With the exception of a few letters peculiar to Sanscrit words, and evidently taken from the Nagree alphabet, the round and flowing characters of the Teloogoo bear no resemblance to the square Devanagree: and even if the Teloogoo alphabet were found to be derived from the Nagree, it would only prove that the people of Telingana had borrowed the invention of a more civilized nation. The origin of their language might still be as different from that of their alphabet, as the origin of our present Roman characters, from that of our Saxon words.

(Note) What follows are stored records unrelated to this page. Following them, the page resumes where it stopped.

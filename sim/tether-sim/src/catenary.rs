//! Catenary shape fitting for tether initialization.
//!
//! Given the two endpoint positions and the total rope length, the solver
//! finds the parameters `(c1, c2, c3)` of the catenary hanging in the
//! vertical plane through both endpoints:
//!
//! ```text
//! c1 * (sinh((rmax + c2) / c1) - sinh(c2 / c1)) - L       = 0
//! c1 * cosh(c2 / c1)          + c3 - z_head               = 0
//! c1 * cosh((rmax + c2) / c1) + c3 - z_tail               = 0
//! ```
//!
//! where `rmax` is the horizontal distance between the endpoints. The
//! 3×3 nonlinear system is solved with damped Newton-Raphson: an
//! analytic Jacobian, an LU solve for the step, and backtracking step
//! halving whenever a full step fails to reduce the residual.
//!
//! Hitting the iteration cap is a soft failure: the best available
//! estimate is returned with [`CatenaryFit::converged`] cleared and a
//! warning is logged, so callers that need a guaranteed shape can
//! inspect the residual.

use nalgebra::{Matrix3, Point3, Vector3};

#[cfg(feature = "serde")]
use serde::{Deserialize, Serialize};

use crate::error::TetherError;

/// Endpoints closer than this in the horizontal plane have no usable
/// catenary plane.
const MIN_HORIZONTAL_SEPARATION: f64 = 1e-9;

/// Maximum number of step halvings per Newton iteration.
const MAX_BACKTRACKS: usize = 16;

/// Configuration for the catenary solver.
#[derive(Debug, Clone, Copy, PartialEq)]
#[cfg_attr(feature = "serde", derive(Serialize, Deserialize))]
pub struct CatenarySolverConfig {
    /// Convergence tolerance on the residual norm.
    pub tolerance: f64,
    /// Maximum number of Newton iterations.
    pub max_iterations: usize,
}

impl Default for CatenarySolverConfig {
    fn default() -> Self {
        Self {
            tolerance: 1e-7,
            max_iterations: 1000,
        }
    }
}

/// A fitted catenary, with convergence diagnostics.
#[derive(Debug, Clone, Copy, PartialEq)]
#[cfg_attr(feature = "serde", derive(Serialize, Deserialize))]
pub struct CatenaryFit {
    /// Curvature parameter (the catenary's characteristic length).
    pub c1: f64,
    /// Horizontal offset parameter.
    pub c2: f64,
    /// Vertical offset parameter.
    pub c3: f64,
    /// Residual norm at the returned parameters.
    pub residual: f64,
    /// Newton iterations used.
    pub iterations: usize,
    /// Whether the residual reached the configured tolerance.
    pub converged: bool,
}

impl CatenaryFit {
    /// Horizontal radius from the head for a point at arclength `s`
    /// along the curve.
    #[must_use]
    pub fn radius_at_arclength(&self, s: f64) -> f64 {
        self.c1 * (s / self.c1 + (self.c2 / self.c1).sinh()).asinh() - self.c2
    }

    /// Height of the curve at horizontal radius `r` from the head.
    #[must_use]
    pub fn height_at(&self, r: f64) -> f64 {
        self.c1 * ((r + self.c2) / self.c1).cosh() + self.c3
    }
}

/// Damped Newton-Raphson solver for the catenary equations.
#[derive(Debug, Clone, Copy, Default)]
pub struct CatenarySolver {
    /// Solver configuration.
    config: CatenarySolverConfig,
}

impl CatenarySolver {
    /// Create a solver with the given configuration.
    #[must_use]
    pub const fn new(config: CatenarySolverConfig) -> Self {
        Self { config }
    }

    /// The solver configuration.
    #[must_use]
    pub const fn config(&self) -> &CatenarySolverConfig {
        &self.config
    }

    /// Fit a catenary of total length `length` between `head` and
    /// `tail`.
    ///
    /// # Errors
    ///
    /// Returns [`TetherError::DegenerateEndpoints`] when the endpoints
    /// have no horizontal separation. Non-convergence is *not* an error:
    /// the best estimate is returned with
    /// [`CatenaryFit::converged`] cleared.
    pub fn solve(
        &self,
        head: Point3<f64>,
        tail: Point3<f64>,
        length: f64,
    ) -> Result<CatenaryFit, TetherError> {
        let rmax = horizontal_separation(head, tail);
        if rmax < MIN_HORIZONTAL_SEPARATION {
            return Err(TetherError::DegenerateEndpoints { separation: rmax });
        }

        let mut c = Vector3::new(
            1.0,
            -(head.x + tail.x) / 2.0,
            (head.z + tail.z) / 2.0,
        );
        let mut residual = residuals(c, rmax, length, head.z, tail.z);
        let mut iterations = 0;

        while iterations < self.config.max_iterations && residual.norm() >= self.config.tolerance {
            let Some(step) = jacobian(c, rmax).lu().solve(&-residual) else {
                // Singular Jacobian: keep the best estimate found so far.
                break;
            };

            let mut scale = 1.0;
            let mut accepted = false;
            for _ in 0..MAX_BACKTRACKS {
                let candidate = c + scale * step;
                let candidate_residual = residuals(candidate, rmax, length, head.z, tail.z);
                let norm = candidate_residual.norm();
                if norm.is_finite() && norm < residual.norm() {
                    c = candidate;
                    residual = candidate_residual;
                    accepted = true;
                    break;
                }
                scale *= 0.5;
            }
            if !accepted {
                break;
            }
            iterations += 1;
        }

        let converged = residual.norm() < self.config.tolerance;
        if !converged {
            tracing::warn!(
                "catenary fit stopped at residual {:.3e} after {} iterations (tolerance {:.1e})",
                residual.norm(),
                iterations,
                self.config.tolerance,
            );
        }

        Ok(CatenaryFit {
            c1: c.x,
            c2: c.y,
            c3: c.z,
            residual: residual.norm(),
            iterations,
            converged,
        })
    }
}

/// Horizontal (XY-plane) distance between two points.
fn horizontal_separation(head: Point3<f64>, tail: Point3<f64>) -> f64 {
    let dx = tail.x - head.x;
    let dy = tail.y - head.y;
    dx.hypot(dy)
}

/// The three catenary equation residuals at `c = (c1, c2, c3)`.
fn residuals(c: Vector3<f64>, rmax: f64, length: f64, z_head: f64, z_tail: f64) -> Vector3<f64> {
    let (c1, c2, c3) = (c.x, c.y, c.z);
    let a = (rmax + c2) / c1;
    let b = c2 / c1;
    Vector3::new(
        c1 * (a.sinh() - b.sinh()) - length,
        c1 * b.cosh() + c3 - z_head,
        c1 * a.cosh() + c3 - z_tail,
    )
}

/// Analytic Jacobian of [`residuals`] with respect to `(c1, c2, c3)`.
fn jacobian(c: Vector3<f64>, rmax: f64) -> Matrix3<f64> {
    let (c1, c2) = (c.x, c.y);
    let a = (rmax + c2) / c1;
    let b = c2 / c1;

    Matrix3::new(
        a.sinh() - b.sinh() - a * a.cosh() + b * b.cosh(),
        a.cosh() - b.cosh(),
        0.0,
        b.cosh() - b * b.sinh(),
        b.sinh(),
        1.0,
        a.cosh() - a * a.sinh(),
        a.sinh(),
        1.0,
    )
}

#[cfg(test)]
#[allow(clippy::unwrap_used)]
mod tests {
    use super::*;
    use approx::assert_relative_eq;

    fn fit_symmetric_slack() -> CatenaryFit {
        let solver = CatenarySolver::default();
        solver
            .solve(
                Point3::new(-5.0, 3.0, 1.0),
                Point3::new(5.0, 3.0, 1.0),
                12.0,
            )
            .unwrap()
    }

    #[test]
    fn test_residual_below_tolerance() {
        // Hardest well-posed case: a rope exactly as long as the
        // endpoint separation, where the curve degenerates toward a
        // straight line and c1 grows very large.
        let solver = CatenarySolver::default();
        let fit = solver
            .solve(
                Point3::new(-5.0, 3.0, 1.0),
                Point3::new(5.0, 3.0, 1.0),
                10.0,
            )
            .unwrap();
        assert!(fit.residual <= 1e-6, "residual {} too large", fit.residual);
    }

    #[test]
    fn test_slack_rope_converges() {
        let fit = fit_symmetric_slack();
        assert!(fit.converged);
        assert!(fit.residual < 1e-7);
        assert!(fit.iterations < 1000);
    }

    #[test]
    fn test_fit_interpolates_endpoints() {
        let fit = fit_symmetric_slack();
        // r = 0 at the head, r = rmax at the tail.
        assert_relative_eq!(fit.height_at(0.0), 1.0, epsilon = 1e-6);
        assert_relative_eq!(fit.height_at(10.0), 1.0, epsilon = 1e-6);
    }

    #[test]
    fn test_arclength_spans_the_rope() {
        let fit = fit_symmetric_slack();
        assert_relative_eq!(fit.radius_at_arclength(0.0), 0.0, epsilon = 1e-9);
        assert_relative_eq!(fit.radius_at_arclength(12.0), 10.0, epsilon = 1e-6);
    }

    #[test]
    fn test_symmetric_rope_sags_at_midpoint() {
        let fit = fit_symmetric_slack();
        let mid = fit.height_at(5.0);
        assert!(mid < 1.0, "midpoint {mid} should sag below the endpoints");
        // Sag is symmetric.
        assert_relative_eq!(fit.height_at(2.0), fit.height_at(8.0), epsilon = 1e-6);
    }

    #[test]
    fn test_vertically_aligned_endpoints_rejected() {
        let solver = CatenarySolver::default();
        let result = solver.solve(
            Point3::new(1.0, 2.0, 0.0),
            Point3::new(1.0, 2.0, 5.0),
            10.0,
        );
        assert!(matches!(
            result,
            Err(TetherError::DegenerateEndpoints { .. })
        ));
    }

    #[test]
    fn test_too_short_rope_is_soft_failure() {
        // A rope shorter than the chord has no catenary; the solver must
        // still return its best estimate rather than fail.
        let solver = CatenarySolver::default();
        let fit = solver
            .solve(Point3::origin(), Point3::new(10.0, 0.0, 0.0), 5.0)
            .unwrap();
        assert!(!fit.converged);
    }

    #[test]
    fn test_asymmetric_heights() {
        let solver = CatenarySolver::default();
        let head = Point3::new(0.0, 0.0, 0.0);
        let tail = Point3::new(6.0, 0.0, 3.0);
        let fit = solver.solve(head, tail, 9.0).unwrap();
        assert!(fit.converged);
        assert_relative_eq!(fit.height_at(0.0), 0.0, epsilon = 1e-6);
        assert_relative_eq!(fit.height_at(6.0), 3.0, epsilon = 1e-6);
    }
}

It has already been mentioned that all the Native Teloogoo Grammars are written by Bramins, in the Sanscrit tongue; and that their arrangement of the alphabet, their illustrations, and their comparisons, are necessarily borrowed from the language in which they write. This circumstance might justify the supposition that the Bramins were the first who cultivated the Teloogoo, and brought it under fixed rules: but it connot be urged in proof of any radical connexion between the Teloogoo and the Sanscrit.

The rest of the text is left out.